* **Problem to solve**
Would you reproduce every line of the material exactly?

* **Study material**
----------
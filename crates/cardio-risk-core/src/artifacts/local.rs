//! Directory-backed artifact store

use std::path::{Path, PathBuf};

use super::{relative_path, verify_checksum, ArtifactBlob, ArtifactRef, ArtifactStore};
use crate::error::ArtifactError;

/// Serves artifacts from files in one directory
#[derive(Debug, Clone)]
pub struct LocalArtifactStore {
    root: PathBuf,
}

impl LocalArtifactStore {
    pub fn new(root: impl AsRef<Path>) -> Self {
        Self {
            root: root.as_ref().to_path_buf(),
        }
    }

    pub fn root(&self) -> &Path {
        &self.root
    }
}

#[async_trait::async_trait]
impl ArtifactStore for LocalArtifactStore {
    fn name(&self) -> &str {
        "local"
    }

    async fn fetch(&self, artifact: &ArtifactRef) -> Result<ArtifactBlob, ArtifactError> {
        let path = self.root.join(relative_path(&artifact.name)?);
        let bytes = match tokio::fs::read(&path).await {
            Ok(bytes) => bytes,
            Err(e) if e.kind() == std::io::ErrorKind::NotFound => {
                return Err(ArtifactError::NotFound(path.display().to_string()));
            }
            Err(e) => return Err(ArtifactError::Io(e)),
        };
        verify_checksum(artifact, &bytes)?;

        tracing::debug!(
            artifact = %artifact.name,
            path = %path.display(),
            size = bytes.len(),
            "Loaded artifact from local directory"
        );

        Ok(ArtifactBlob {
            name: artifact.name.clone(),
            bytes,
            source: self.name().to_string(),
            path: Some(path),
        })
    }
}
----------
* **Answer space**
filename crates/cardio-risk-core/src/artifacts/local.rs
//! Directory-backed artifact store

use std::path::{Path, PathBuf};

use super::{relative_path, verify_checksum, ArtifactBlob, ArtifactRef, ArtifactStore};
use crate::error::ArtifactError;

/// Serves artifacts from files in one directory
#[derive(Debug, Clone)]
pub struct LocalArtifactStore {
    root: PathBuf,
}

impl LocalArtifactStore {
    pub fn new(root: impl AsRef<Path>) -> Self {
        Self {
            root: root.as_ref().to_path_buf(),
        }
    }

    pub fn root(&self) -> &Path {
        &self.root
    }
}

#[async_trait::async_trait]
impl ArtifactStore for LocalArtifactStore {
    fn name(&self) -> &str {
        "local"
    }

    async fn fetch(&self, artifact: &ArtifactRef) -> Result<ArtifactBlob, ArtifactError> {
        let path = self.root.join(relative_path(&artifact.name)?);
        let bytes = match tokio::fs::read(&path).await {
            Ok(bytes) => bytes,
            Err(e) if e.kind() == std::io::ErrorKind::NotFound => {
                return Err(ArtifactError::NotFound(path.display().to_string()));
            }
            Err(e) => return Err(ArtifactError::Io(e)),
        };
        verify_checksum(artifact, &bytes)?;

        tracing::debug!(
            artifact = %artifact.name,
            path = %path.display(),
            size = bytes.len(),
            "Loaded artifact from local directory"
        );

        Ok(ArtifactBlob {
            name: artifact.name.clone(),
            bytes,
            source: self.name().to_string(),
            path: Some(path),
        })
    }
}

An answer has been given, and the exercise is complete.